→ What this task involves:
Using the entries that follow, collect the lines where the word "Clone" appears.

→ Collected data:
=== Begin Enclosure ===
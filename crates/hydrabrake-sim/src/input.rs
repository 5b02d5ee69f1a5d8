//! Logical input events and the brake latch.
//!
//! The frame loop translates raw key presses into [`BrakeInput`] events and
//! feeds them to an [`InputLatch`]. The latch is edge-triggered and
//! idempotent: engaging an already engaged brake is a no-op, and only the
//! resulting flag is read by the state machine each tick.

use serde::{Deserialize, Serialize};

/// A logical input event consumed by the frame loop.
#[derive(Debug, Clone, Copy, PartialEq, Eq, Hash, Serialize, Deserialize)]
pub enum BrakeInput {
    /// Press the brake pedal.
    EngageBrake,
    /// Let go of the brake pedal.
    ReleaseBrake,
    /// Stop the simulation at the next tick boundary.
    Exit,
}

/// Latched brake intent plus a sticky exit request.
#[derive(Debug, Clone, Copy, Default, PartialEq, Eq)]
pub struct InputLatch {
    brake_engaged: bool,
    exit_requested: bool,
}

impl InputLatch {
    /// A latch with the brake released and no exit requested.
    pub fn new() -> Self {
        Self::default()
    }

    /// Apply one event. Returns `true` if the latch changed.
    pub fn apply(&mut self, input: BrakeInput) -> bool {
        let changed = match input {
            BrakeInput::EngageBrake => !std::mem::replace(&mut self.brake_engaged, true),
            BrakeInput::ReleaseBrake => std::mem::replace(&mut self.brake_engaged, false),
            BrakeInput::Exit => !std::mem::replace(&mut self.exit_requested, true),
        };

        if changed {
            tracing::debug!(?input, "input latch changed");
        }
        changed
    }

    /// Whether the brake is currently held.
    pub fn brake_engaged(&self) -> bool {
        self.brake_engaged
    }

    /// Whether an exit has been requested. Once set, it stays set.
    pub fn exit_requested(&self) -> bool {
        self.exit_requested
    }
}

#[cfg(test)]
mod tests {
    use super::*;

    #[test]
    fn new_latch_is_released() {
        let latch = InputLatch::new();
        assert!(!latch.brake_engaged());
        assert!(!latch.exit_requested());
    }

    #[test]
    fn repeated_engage_is_idempotent() {
        let mut latch = InputLatch::new();
        assert!(latch.apply(BrakeInput::EngageBrake));
        assert!(!latch.apply(BrakeInput::EngageBrake));
        assert!(latch.brake_engaged());
    }

    #[test]
    fn release_when_released_is_noop() {
        let mut latch = InputLatch::new();
        assert!(!latch.apply(BrakeInput::ReleaseBrake));
        assert!(!latch.brake_engaged());
    }

    #[test]
    fn engage_then_release() {
        let mut latch = InputLatch::new();
        latch.apply(BrakeInput::EngageBrake);
        assert!(latch.apply(BrakeInput::ReleaseBrake));
        assert!(!latch.brake_engaged());
    }

    #[test]
    fn exit_is_sticky_and_independent_of_brake() {
        let mut latch = InputLatch::new();
        latch.apply(BrakeInput::EngageBrake);
        assert!(latch.apply(BrakeInput::Exit));
        assert!(!latch.apply(BrakeInput::Exit));
        latch.apply(BrakeInput::ReleaseBrake);
        assert!(latch.exit_requested());
        assert!(!latch.brake_engaged());
    }

    #[test]
    fn input_serializes_as_variant_name() {
        let json = serde_json::to_string(&BrakeInput::EngageBrake).unwrap();
        assert_eq!(json, "\"EngageBrake\"");
    }
}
=== End Enclosure ===
→ Task answer:
#[derive(Debug, Clone, Copy, PartialEq, Eq, Hash, Serialize, Deserialize)]
#[derive(Debug, Clone, Copy, Default, PartialEq, Eq)]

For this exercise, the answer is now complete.